## EXERCISE INSTRUCTIONS:
Write out the lines of the records from the one containing "fn from(text: String)" to the very last, keeping each exactly as it is.

## EXTRACTED RECORDS:
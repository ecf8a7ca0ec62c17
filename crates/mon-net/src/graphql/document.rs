//! Query documents.

use std::fmt;
use std::path::Path;
use std::sync::Arc;

use crate::error::{Error, Result};

/// The GraphQL operation text sent with every call.
///
/// Loaded once, then shared read-only by every clone of the executor.
#[derive(Clone, PartialEq, Eq)]
pub struct QueryDocument {
    text: Arc<str>,
}

impl QueryDocument {
    /// Create a document from literal operation text.
    pub fn new(text: impl Into<String>) -> Self {
        Self {
            text: Arc::from(text.into()),
        }
    }

    /// Read a document from a `.graphql` / `.gql` file.
    pub fn from_file(path: impl AsRef<Path>) -> Result<Self> {
        let path = path.as_ref();
        let text = std::fs::read_to_string(path).map_err(|e| Error::io(path, e))?;
        tracing::debug!(
            target: "mon_net::graphql",
            path = %path.display(),
            bytes = text.len(),
            "Loaded query document"
        );
        Ok(Self::new(text))
    }

    /// The operation text.
    pub fn as_str(&self) -> &str {
        &self.text
    }
}

impl From<&str> for QueryDocument {
    fn from(text: &str) -> Self {
        Self::new(text)
    }
}

impl From<String> for QueryDocument {
    fn from(text: String) -> Self {
        Self::new(text)
    }
}

impl fmt::Debug for QueryDocument {
    fn fmt(&self, f: &mut fmt::Formatter<'_>) -> fmt::Result {
        f.debug_struct("QueryDocument")
            .field("len", &self.text.len())
            .finish()
    }
}

impl fmt::Display for QueryDocument {
    fn fmt(&self, f: &mut fmt::Formatter<'_>) -> fmt::Result {
        f.write_str(&self.text)
    }
}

## WRITTEN ANSWER:
    fn from(text: String) -> Self {
        Self::new(text)
    }
}

impl fmt::Debug for QueryDocument {
    fn fmt(&self, f: &mut fmt::Formatter<'_>) -> fmt::Result {
        f.debug_struct("QueryDocument")
            .field("len", &self.text.len())
            .finish()
    }
}

impl fmt::Display for QueryDocument {
    fn fmt(&self, f: &mut fmt::Formatter<'_>) -> fmt::Result {
        f.write_str(&self.text)
    }
}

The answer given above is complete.